Extracted information
⟨

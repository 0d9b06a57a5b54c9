//! Hackathon storage operations
//!
//! Row access plus the two bulk status updates the lifecycle sweep
//! relies on. Status writes here are unconditional SQL; transition
//! legality is enforced by the ops layer and the sweep's WHERE
//! clauses.

use chrono::{DateTime, Utc};
use rusqlite::{params, Connection, Row};
use tracing::instrument;

use super::parse::{
    hackathon_mode_from_str, hackathon_status_from_str, parse_datetime, parse_json, OptionalExt,
};
use crate::error::{Error, Result};
use crate::models::{Hackathon, HackathonPatch, HackathonStatus, NewHackathon};

pub struct HackathonStore<'a> {
    conn: &'a Connection,
}

const HACKATHON_COLUMNS: &str = "id, organiser_id, name, description, mode, address, start_date, \
     end_date, registration_deadline, max_team_size, prize_pool, tags, status, winners, \
     created_at, updated_at";

fn hackathon_from_row(row: &Row<'_>) -> rusqlite::Result<Hackathon> {
    Ok(Hackathon {
        id: row.get(0)?,
        organiser_id: row.get(1)?,
        name: row.get(2)?,
        description: row.get(3)?,
        mode: hackathon_mode_from_str(&row.get::<_, String>(4)?),
        address: row.get(5)?,
        start_date: parse_datetime(&row.get::<_, String>(6)?)?,
        end_date: parse_datetime(&row.get::<_, String>(7)?)?,
        registration_deadline: parse_datetime(&row.get::<_, String>(8)?)?,
        max_team_size: row.get(9)?,
        prize_pool: row.get(10)?,
        tags: parse_json(&row.get::<_, String>(11)?)?,
        status: hackathon_status_from_str(&row.get::<_, String>(12)?),
        winners: parse_json(&row.get::<_, String>(13)?)?,
        created_at: parse_datetime(&row.get::<_, String>(14)?)?,
        updated_at: parse_datetime(&row.get::<_, String>(15)?)?,
    })
}

impl<'a> HackathonStore<'a> {
    pub fn new(conn: &'a Connection) -> Self {
        Self { conn }
    }

    /// Create a hackathon in pending state, returning its id
    #[instrument(skip(self, hackathon), fields(organiser_id = %hackathon.organiser_id))]
    pub fn create(&self, hackathon: &NewHackathon) -> Result<i64> {
        let now = Utc::now().to_rfc3339();
        self.conn.execute(
            "INSERT INTO hackathons
                (organiser_id, name, description, mode, address, start_date, end_date,
                 registration_deadline, max_team_size, prize_pool, tags, status, winners,
                 created_at, updated_at)
             VALUES (?1, ?2, ?3, ?4, ?5, ?6, ?7, ?8, ?9, ?10, ?11, 'pending', '[]', ?12, ?13)",
            params![
                hackathon.organiser_id,
                hackathon.name,
                hackathon.description,
                hackathon.mode.as_str(),
                hackathon.address,
                hackathon.start_date.to_rfc3339(),
                hackathon.end_date.to_rfc3339(),
                hackathon.registration_deadline.to_rfc3339(),
                hackathon.max_team_size,
                hackathon.prize_pool,
                serde_json::to_string(&hackathon.tags)?,
                now,
                now,
            ],
        )?;
        Ok(self.conn.last_insert_rowid())
    }

    /// Find hackathon by id
    #[instrument(skip(self))]
    pub fn find_by_id(&self, id: i64) -> Result<Option<Hackathon>> {
        let mut stmt = self.conn.prepare(&format!(
            "SELECT {HACKATHON_COLUMNS} FROM hackathons WHERE id = ?1"
        ))?;

        let hackathon = stmt.query_row(params![id], hackathon_from_row).optional()?;

        Ok(hackathon)
    }

    /// List hackathons visible to participants (everything past approval)
    pub fn list_public(&self) -> Result<Vec<Hackathon>> {
        let mut stmt = self.conn.prepare(&format!(
            "SELECT {HACKATHON_COLUMNS} FROM hackathons
             WHERE status != 'pending' ORDER BY start_date"
        ))?;

        let hackathons = stmt
            .query_map([], hackathon_from_row)?
            .collect::<rusqlite::Result<Vec<_>>>()?;

        Ok(hackathons)
    }

    /// List hackathons created by an organiser, any status
    pub fn list_for_organiser(&self, organiser_id: &str) -> Result<Vec<Hackathon>> {
        let mut stmt = self.conn.prepare(&format!(
            "SELECT {HACKATHON_COLUMNS} FROM hackathons
             WHERE organiser_id = ?1 ORDER BY created_at DESC"
        ))?;

        let hackathons = stmt
            .query_map(params![organiser_id], hackathon_from_row)?
            .collect::<rusqlite::Result<Vec<_>>>()?;

        Ok(hackathons)
    }

    /// Apply a partial update to schedule and descriptive fields
    pub fn update_details(&self, id: i64, patch: &HackathonPatch) -> Result<()> {
        let current = self
            .find_by_id(id)?
            .ok_or_else(|| Error::NotFound(format!("Hackathon {id}")))?;

        let name = patch.name.as_ref().unwrap_or(&current.name);
        let description = patch.description.as_ref().or(current.description.as_ref());
        let address = patch.address.as_ref().or(current.address.as_ref());
        let start = patch.start_date.unwrap_or(current.start_date);
        let end = patch.end_date.unwrap_or(current.end_date);
        let deadline = patch
            .registration_deadline
            .unwrap_or(current.registration_deadline);
        let prize_pool = patch.prize_pool.as_ref().or(current.prize_pool.as_ref());
        let tags = patch.tags.as_ref().unwrap_or(&current.tags);
        let winners = patch.winners.as_ref().unwrap_or(&current.winners);

        self.conn.execute(
            "UPDATE hackathons SET name = ?1, description = ?2, address = ?3, start_date = ?4,
                end_date = ?5, registration_deadline = ?6, prize_pool = ?7, tags = ?8,
                winners = ?9, updated_at = ?10
             WHERE id = ?11",
            params![
                name,
                description,
                address,
                start.to_rfc3339(),
                end.to_rfc3339(),
                deadline.to_rfc3339(),
                prize_pool,
                serde_json::to_string(tags)?,
                serde_json::to_string(winners)?,
                Utc::now().to_rfc3339(),
                id,
            ],
        )?;
        Ok(())
    }

    /// Advance the lifecycle status. Transitions are monotonic;
    /// moving sideways or backwards conflicts.
    pub fn set_status(&self, id: i64, status: HackathonStatus) -> Result<()> {
        let current = self
            .find_by_id(id)?
            .ok_or_else(|| Error::NotFound(format!("Hackathon {id}")))?;
        if !current.status.can_advance_to(status) {
            return Err(Error::Conflict(format!(
                "Cannot move a {} hackathon to {}",
                current.status, status
            )));
        }
        self.conn.execute(
            "UPDATE hackathons SET status = ?1, updated_at = ?2 WHERE id = ?3",
            params![status.as_str(), Utc::now().to_rfc3339(), id],
        )?;
        Ok(())
    }

    /// Replace the winners roster
    pub fn set_winners(&self, id: i64, winners: &[i64]) -> Result<()> {
        let changed = self.conn.execute(
            "UPDATE hackathons SET winners = ?1, updated_at = ?2 WHERE id = ?3",
            params![
                serde_json::to_string(winners)?,
                Utc::now().to_rfc3339(),
                id
            ],
        )?;
        if changed == 0 {
            return Err(Error::NotFound(format!("Hackathon {id}")));
        }
        Ok(())
    }

    /// Expire approved or live hackathons whose end date has passed.
    /// Returns the number of rows flipped.
    pub fn expire_ended(&self, now: DateTime<Utc>) -> Result<u64> {
        let count = self.conn.execute(
            "UPDATE hackathons SET status = 'expired', updated_at = ?1
             WHERE status IN ('approved', 'live') AND end_date < ?1",
            params![now.to_rfc3339()],
        )?;
        Ok(count as u64)
    }

    /// Move approved hackathons inside their window to live.
    /// Returns the number of rows flipped.
    pub fn go_live(&self, now: DateTime<Utc>) -> Result<u64> {
        let count = self.conn.execute(
            "UPDATE hackathons SET status = 'live', updated_at = ?1
             WHERE status = 'approved' AND start_date <= ?1 AND end_date >= ?1",
            params![now.to_rfc3339()],
        )?;
        Ok(count as u64)
    }

    /// Register a user for a hackathon
    #[instrument(skip(self))]
    pub fn register(&self, hackathon_id: i64, user_id: &str) -> Result<()> {
        if self.is_registered(hackathon_id, user_id)? {
            return Err(Error::Conflict("Already registered".into()));
        }
        self.conn.execute(
            "INSERT INTO hackathon_registrations (hackathon_id, user_id, registered_at)
             VALUES (?1, ?2, ?3)",
            params![hackathon_id, user_id, Utc::now().to_rfc3339()],
        )?;
        Ok(())
    }

    /// Whether a user holds a registration for a hackathon
    pub fn is_registered(&self, hackathon_id: i64, user_id: &str) -> Result<bool> {
        let count: i64 = self.conn.query_row(
            "SELECT COUNT(*) FROM hackathon_registrations
             WHERE hackathon_id = ?1 AND user_id = ?2",
            params![hackathon_id, user_id],
            |row| row.get(0),
        )?;
        Ok(count > 0)
    }

    /// List registered user ids for a hackathon
    pub fn list_registrations(&self, hackathon_id: i64) -> Result<Vec<String>> {
        let mut stmt = self.conn.prepare(
            "SELECT user_id FROM hackathon_registrations
             WHERE hackathon_id = ?1 ORDER BY registered_at",
        )?;

        let users = stmt
            .query_map(params![hackathon_id], |row| row.get(0))?
            .collect::<rusqlite::Result<Vec<_>>>()?;

        Ok(users)
    }
}

#[cfg(test)]
mod tests {
    use super::*;
    use crate::models::{HackathonMode, Role, User};
    use crate::storage::Database;
    use chrono::Duration;

    fn seed_user(db: &Database, id: &str, role: Role) {
        let user = User::new(
            id.to_string(),
            format!("User {id}"),
            format!("{id}@example.com"),
            role,
        );
        db.users().create(&user).unwrap();
    }

    fn sample_hackathon(organiser: &str) -> NewHackathon {
        let now = Utc::now();
        NewHackathon {
            organiser_id: organiser.to_string(),
            name: "Hack Week".into(),
            description: None,
            mode: HackathonMode::Online,
            address: None,
            start_date: now + Duration::days(7),
            end_date: now + Duration::days(9),
            registration_deadline: now + Duration::days(5),
            max_team_size: 4,
            prize_pool: None,
            tags: vec!["ai".into()],
        }
    }

    #[test]
    fn test_create_starts_pending() {
        let db = Database::open_in_memory().unwrap();
        seed_user(&db, "org", Role::Organiser);

        let id = db.hackathons().create(&sample_hackathon("org")).unwrap();
        let hackathon = db.hackathons().find_by_id(id).unwrap().unwrap();
        assert_eq!(hackathon.status, HackathonStatus::Pending);
        assert!(hackathon.winners.is_empty());
    }

    #[test]
    fn test_set_status_is_monotonic() {
        let db = Database::open_in_memory().unwrap();
        seed_user(&db, "org", Role::Organiser);

        let id = db.hackathons().create(&sample_hackathon("org")).unwrap();
        db.hackathons()
            .set_status(id, HackathonStatus::Live)
            .unwrap();

        // Backwards and sideways moves conflict
        let err = db
            .hackathons()
            .set_status(id, HackathonStatus::Approved)
            .unwrap_err();
        assert!(matches!(err, Error::Conflict(_)));
        let err = db
            .hackathons()
            .set_status(id, HackathonStatus::Live)
            .unwrap_err();
        assert!(matches!(err, Error::Conflict(_)));

        assert_eq!(
            db.hackathons().find_by_id(id).unwrap().unwrap().status,
            HackathonStatus::Live
        );
    }

    #[test]
    fn test_dates_round_trip_losslessly() {
        let db = Database::open_in_memory().unwrap();
        seed_user(&db, "org", Role::Organiser);

        let input = sample_hackathon("org");
        let id = db.hackathons().create(&input).unwrap();
        let fetched = db.hackathons().find_by_id(id).unwrap().unwrap();

        assert_eq!(fetched.start_date, input.start_date);
        assert_eq!(fetched.end_date, input.end_date);
        assert_eq!(fetched.registration_deadline, input.registration_deadline);
    }

    #[test]
    fn test_public_listing_hides_pending() {
        let db = Database::open_in_memory().unwrap();
        seed_user(&db, "org", Role::Organiser);

        let pending = db.hackathons().create(&sample_hackathon("org")).unwrap();
        let approved = db.hackathons().create(&sample_hackathon("org")).unwrap();
        db.hackathons()
            .set_status(approved, HackathonStatus::Approved)
            .unwrap();

        let listed = db.hackathons().list_public().unwrap();
        assert_eq!(listed.len(), 1);
        assert_eq!(listed[0].id, approved);
        assert_ne!(listed[0].id, pending);
    }

    #[test]
    fn test_expire_ended_only_touches_past_events() {
        let db = Database::open_in_memory().unwrap();
        seed_user(&db, "org", Role::Organiser);
        let now = Utc::now();

        let mut past = sample_hackathon("org");
        past.start_date = now - Duration::days(3);
        past.end_date = now - Duration::days(1);
        let past_id = db.hackathons().create(&past).unwrap();
        db.hackathons()
            .set_status(past_id, HackathonStatus::Live)
            .unwrap();

        let future_id = db.hackathons().create(&sample_hackathon("org")).unwrap();
        db.hackathons()
            .set_status(future_id, HackathonStatus::Approved)
            .unwrap();

        let expired = db.hackathons().expire_ended(now).unwrap();
        assert_eq!(expired, 1);
        assert_eq!(
            db.hackathons().find_by_id(past_id).unwrap().unwrap().status,
            HackathonStatus::Expired
        );
        assert_eq!(
            db.hackathons()
                .find_by_id(future_id)
                .unwrap()
                .unwrap()
                .status,
            HackathonStatus::Approved
        );
    }

    #[test]
    fn test_go_live_skips_pending() {
        let db = Database::open_in_memory().unwrap();
        seed_user(&db, "org", Role::Organiser);
        let now = Utc::now();

        let mut running = sample_hackathon("org");
        running.start_date = now - Duration::hours(1);
        running.end_date = now + Duration::days(1);
        let id = db.hackathons().create(&running).unwrap();

        // Still pending, sweep must not touch it
        assert_eq!(db.hackathons().go_live(now).unwrap(), 0);

        db.hackathons()
            .set_status(id, HackathonStatus::Approved)
            .unwrap();
        assert_eq!(db.hackathons().go_live(now).unwrap(), 1);
        assert_eq!(
            db.hackathons().find_by_id(id).unwrap().unwrap().status,
            HackathonStatus::Live
        );
    }

    #[test]
    fn test_register_rejects_duplicate() {
        let db = Database::open_in_memory().unwrap();
        seed_user(&db, "org", Role::Organiser);
        seed_user(&db, "user_1", Role::Participant);

        let id = db.hackathons().create(&sample_hackathon("org")).unwrap();
        db.hackathons().register(id, "user_1").unwrap();
        assert!(db.hackathons().is_registered(id, "user_1").unwrap());

        let err = db.hackathons().register(id, "user_1").unwrap_err();
        assert!(matches!(err, Error::Conflict(_)));
    }
}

⟩

Try it
In the listing above, locate the line containing "COUNT(*) FROM hackathon_registrations" and the line containing "let users = stmt", then transcribe both and every line between them verbatim.

Response below
            "SELECT COUNT(*) FROM hackathon_registrations
             WHERE hackathon_id = ?1 AND user_id = ?2",
            params![hackathon_id, user_id],
            |row| row.get(0),
        )?;
        Ok(count > 0)
    }

    /// List registered user ids for a hackathon
    pub fn list_registrations(&self, hackathon_id: i64) -> Result<Vec<String>> {
        let mut stmt = self.conn.prepare(
            "SELECT user_id FROM hackathon_registrations
             WHERE hackathon_id = ?1 ORDER BY registered_at",
        )?;

        let users = stmt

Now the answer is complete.